(Dataset entries)
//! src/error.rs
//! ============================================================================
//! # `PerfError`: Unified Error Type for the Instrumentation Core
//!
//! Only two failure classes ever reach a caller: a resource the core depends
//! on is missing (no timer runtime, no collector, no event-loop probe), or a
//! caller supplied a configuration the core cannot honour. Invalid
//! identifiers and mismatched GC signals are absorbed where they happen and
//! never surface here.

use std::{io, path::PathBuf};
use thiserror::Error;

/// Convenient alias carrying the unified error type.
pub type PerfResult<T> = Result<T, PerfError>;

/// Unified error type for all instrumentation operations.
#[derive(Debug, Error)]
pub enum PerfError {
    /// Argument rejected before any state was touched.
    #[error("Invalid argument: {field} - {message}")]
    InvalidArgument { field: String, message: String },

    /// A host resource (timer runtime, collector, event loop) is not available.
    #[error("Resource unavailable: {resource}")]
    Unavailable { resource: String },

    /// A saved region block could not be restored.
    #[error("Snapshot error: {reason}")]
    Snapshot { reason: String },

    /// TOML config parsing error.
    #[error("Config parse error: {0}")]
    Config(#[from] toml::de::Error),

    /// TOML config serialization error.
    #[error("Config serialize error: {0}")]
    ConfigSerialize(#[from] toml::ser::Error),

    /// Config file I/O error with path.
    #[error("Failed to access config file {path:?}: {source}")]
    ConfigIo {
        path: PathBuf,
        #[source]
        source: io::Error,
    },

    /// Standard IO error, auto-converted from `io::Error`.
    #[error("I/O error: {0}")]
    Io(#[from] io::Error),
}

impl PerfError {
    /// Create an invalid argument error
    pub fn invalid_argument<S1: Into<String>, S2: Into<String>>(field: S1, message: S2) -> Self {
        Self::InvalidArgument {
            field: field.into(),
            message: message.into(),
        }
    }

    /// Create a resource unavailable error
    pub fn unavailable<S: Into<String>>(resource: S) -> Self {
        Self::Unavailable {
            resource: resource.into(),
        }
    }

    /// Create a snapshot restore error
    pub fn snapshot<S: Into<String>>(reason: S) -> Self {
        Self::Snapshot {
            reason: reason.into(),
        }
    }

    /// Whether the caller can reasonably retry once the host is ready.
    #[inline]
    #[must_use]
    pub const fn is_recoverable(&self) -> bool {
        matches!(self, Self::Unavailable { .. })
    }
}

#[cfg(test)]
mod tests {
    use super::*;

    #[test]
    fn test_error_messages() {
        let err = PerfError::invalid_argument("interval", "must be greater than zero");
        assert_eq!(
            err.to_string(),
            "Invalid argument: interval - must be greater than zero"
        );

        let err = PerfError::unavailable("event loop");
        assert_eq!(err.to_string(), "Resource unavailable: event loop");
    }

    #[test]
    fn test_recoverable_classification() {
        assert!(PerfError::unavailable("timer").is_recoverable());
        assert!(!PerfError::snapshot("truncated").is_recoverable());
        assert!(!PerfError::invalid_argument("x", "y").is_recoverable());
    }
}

* * *

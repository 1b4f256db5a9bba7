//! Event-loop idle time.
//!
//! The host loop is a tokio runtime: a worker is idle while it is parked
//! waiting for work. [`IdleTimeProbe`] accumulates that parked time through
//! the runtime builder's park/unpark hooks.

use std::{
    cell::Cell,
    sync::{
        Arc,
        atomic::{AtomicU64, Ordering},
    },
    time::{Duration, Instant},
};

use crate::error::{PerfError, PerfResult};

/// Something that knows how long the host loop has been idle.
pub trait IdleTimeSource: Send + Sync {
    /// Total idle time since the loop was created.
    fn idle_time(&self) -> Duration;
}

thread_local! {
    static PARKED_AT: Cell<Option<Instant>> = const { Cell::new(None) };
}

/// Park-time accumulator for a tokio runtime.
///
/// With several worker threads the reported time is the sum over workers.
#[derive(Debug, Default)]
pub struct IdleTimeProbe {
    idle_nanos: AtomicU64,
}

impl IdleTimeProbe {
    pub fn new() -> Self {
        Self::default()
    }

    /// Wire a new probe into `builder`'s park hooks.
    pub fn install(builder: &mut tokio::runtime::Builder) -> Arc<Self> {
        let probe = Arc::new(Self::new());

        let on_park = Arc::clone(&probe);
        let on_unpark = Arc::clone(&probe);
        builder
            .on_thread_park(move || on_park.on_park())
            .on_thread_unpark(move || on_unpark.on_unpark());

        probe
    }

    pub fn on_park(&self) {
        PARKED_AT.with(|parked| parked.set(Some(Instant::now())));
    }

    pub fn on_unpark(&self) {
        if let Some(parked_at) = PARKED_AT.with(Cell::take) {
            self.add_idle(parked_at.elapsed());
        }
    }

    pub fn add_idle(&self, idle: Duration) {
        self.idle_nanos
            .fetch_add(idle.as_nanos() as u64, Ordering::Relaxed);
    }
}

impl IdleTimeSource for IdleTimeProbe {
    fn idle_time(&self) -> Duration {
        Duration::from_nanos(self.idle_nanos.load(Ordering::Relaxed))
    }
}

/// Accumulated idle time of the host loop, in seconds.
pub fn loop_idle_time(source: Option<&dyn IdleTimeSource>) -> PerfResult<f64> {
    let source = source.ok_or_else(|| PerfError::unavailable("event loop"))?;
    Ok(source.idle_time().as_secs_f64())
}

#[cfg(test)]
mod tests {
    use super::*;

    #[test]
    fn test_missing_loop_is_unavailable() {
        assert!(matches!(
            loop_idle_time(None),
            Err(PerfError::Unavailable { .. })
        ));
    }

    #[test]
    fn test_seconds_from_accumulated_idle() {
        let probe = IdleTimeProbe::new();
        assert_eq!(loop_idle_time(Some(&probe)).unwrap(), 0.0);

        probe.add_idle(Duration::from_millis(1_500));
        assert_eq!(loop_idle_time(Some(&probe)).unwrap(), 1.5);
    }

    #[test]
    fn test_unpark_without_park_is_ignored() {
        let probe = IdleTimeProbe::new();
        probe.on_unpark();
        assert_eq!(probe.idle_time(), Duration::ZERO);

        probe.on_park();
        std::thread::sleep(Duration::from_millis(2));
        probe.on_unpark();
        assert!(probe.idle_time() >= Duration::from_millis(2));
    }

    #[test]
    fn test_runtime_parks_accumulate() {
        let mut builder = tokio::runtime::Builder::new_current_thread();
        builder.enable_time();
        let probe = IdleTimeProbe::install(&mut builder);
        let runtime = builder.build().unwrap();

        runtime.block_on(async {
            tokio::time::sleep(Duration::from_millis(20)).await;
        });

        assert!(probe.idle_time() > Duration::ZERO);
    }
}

==

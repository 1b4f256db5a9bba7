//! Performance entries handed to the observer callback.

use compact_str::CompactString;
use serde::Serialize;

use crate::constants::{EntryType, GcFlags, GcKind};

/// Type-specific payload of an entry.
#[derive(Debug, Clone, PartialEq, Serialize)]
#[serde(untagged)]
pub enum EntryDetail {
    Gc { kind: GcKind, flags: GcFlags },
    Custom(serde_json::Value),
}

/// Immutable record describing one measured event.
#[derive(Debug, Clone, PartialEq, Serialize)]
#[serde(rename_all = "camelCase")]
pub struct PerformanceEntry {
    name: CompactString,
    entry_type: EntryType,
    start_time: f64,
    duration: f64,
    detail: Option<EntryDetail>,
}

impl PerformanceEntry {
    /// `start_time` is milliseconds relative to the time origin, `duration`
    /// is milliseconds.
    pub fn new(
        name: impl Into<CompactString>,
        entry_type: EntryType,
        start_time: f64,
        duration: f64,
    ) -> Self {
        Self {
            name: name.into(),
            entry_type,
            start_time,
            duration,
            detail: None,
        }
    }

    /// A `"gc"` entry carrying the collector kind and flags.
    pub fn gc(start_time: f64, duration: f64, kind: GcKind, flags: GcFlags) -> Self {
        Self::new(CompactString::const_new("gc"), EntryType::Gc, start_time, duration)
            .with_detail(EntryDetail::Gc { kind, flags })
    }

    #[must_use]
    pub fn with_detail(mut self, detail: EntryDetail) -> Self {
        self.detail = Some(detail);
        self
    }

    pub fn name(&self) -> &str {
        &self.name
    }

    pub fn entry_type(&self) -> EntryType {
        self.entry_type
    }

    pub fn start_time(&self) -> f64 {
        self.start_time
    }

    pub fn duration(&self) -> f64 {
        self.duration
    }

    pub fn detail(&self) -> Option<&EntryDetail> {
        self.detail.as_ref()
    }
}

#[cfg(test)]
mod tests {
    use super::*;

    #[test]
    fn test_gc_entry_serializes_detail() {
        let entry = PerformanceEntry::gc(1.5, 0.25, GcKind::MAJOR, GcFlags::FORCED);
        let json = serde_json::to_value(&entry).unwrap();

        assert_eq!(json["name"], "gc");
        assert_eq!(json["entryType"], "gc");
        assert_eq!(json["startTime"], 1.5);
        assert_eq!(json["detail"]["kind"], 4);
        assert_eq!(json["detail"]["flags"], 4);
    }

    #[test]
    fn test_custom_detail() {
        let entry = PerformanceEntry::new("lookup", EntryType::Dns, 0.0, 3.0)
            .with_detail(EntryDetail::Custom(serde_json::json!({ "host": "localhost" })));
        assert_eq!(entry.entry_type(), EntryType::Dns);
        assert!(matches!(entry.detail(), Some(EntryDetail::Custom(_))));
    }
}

Exercise objective
The lines you need are those with the word "carrying"; list them from the entries.

Expected output
/// Convenient alias carrying the unified error type.
    /// A `"gc"` entry carrying the collector kind and flags.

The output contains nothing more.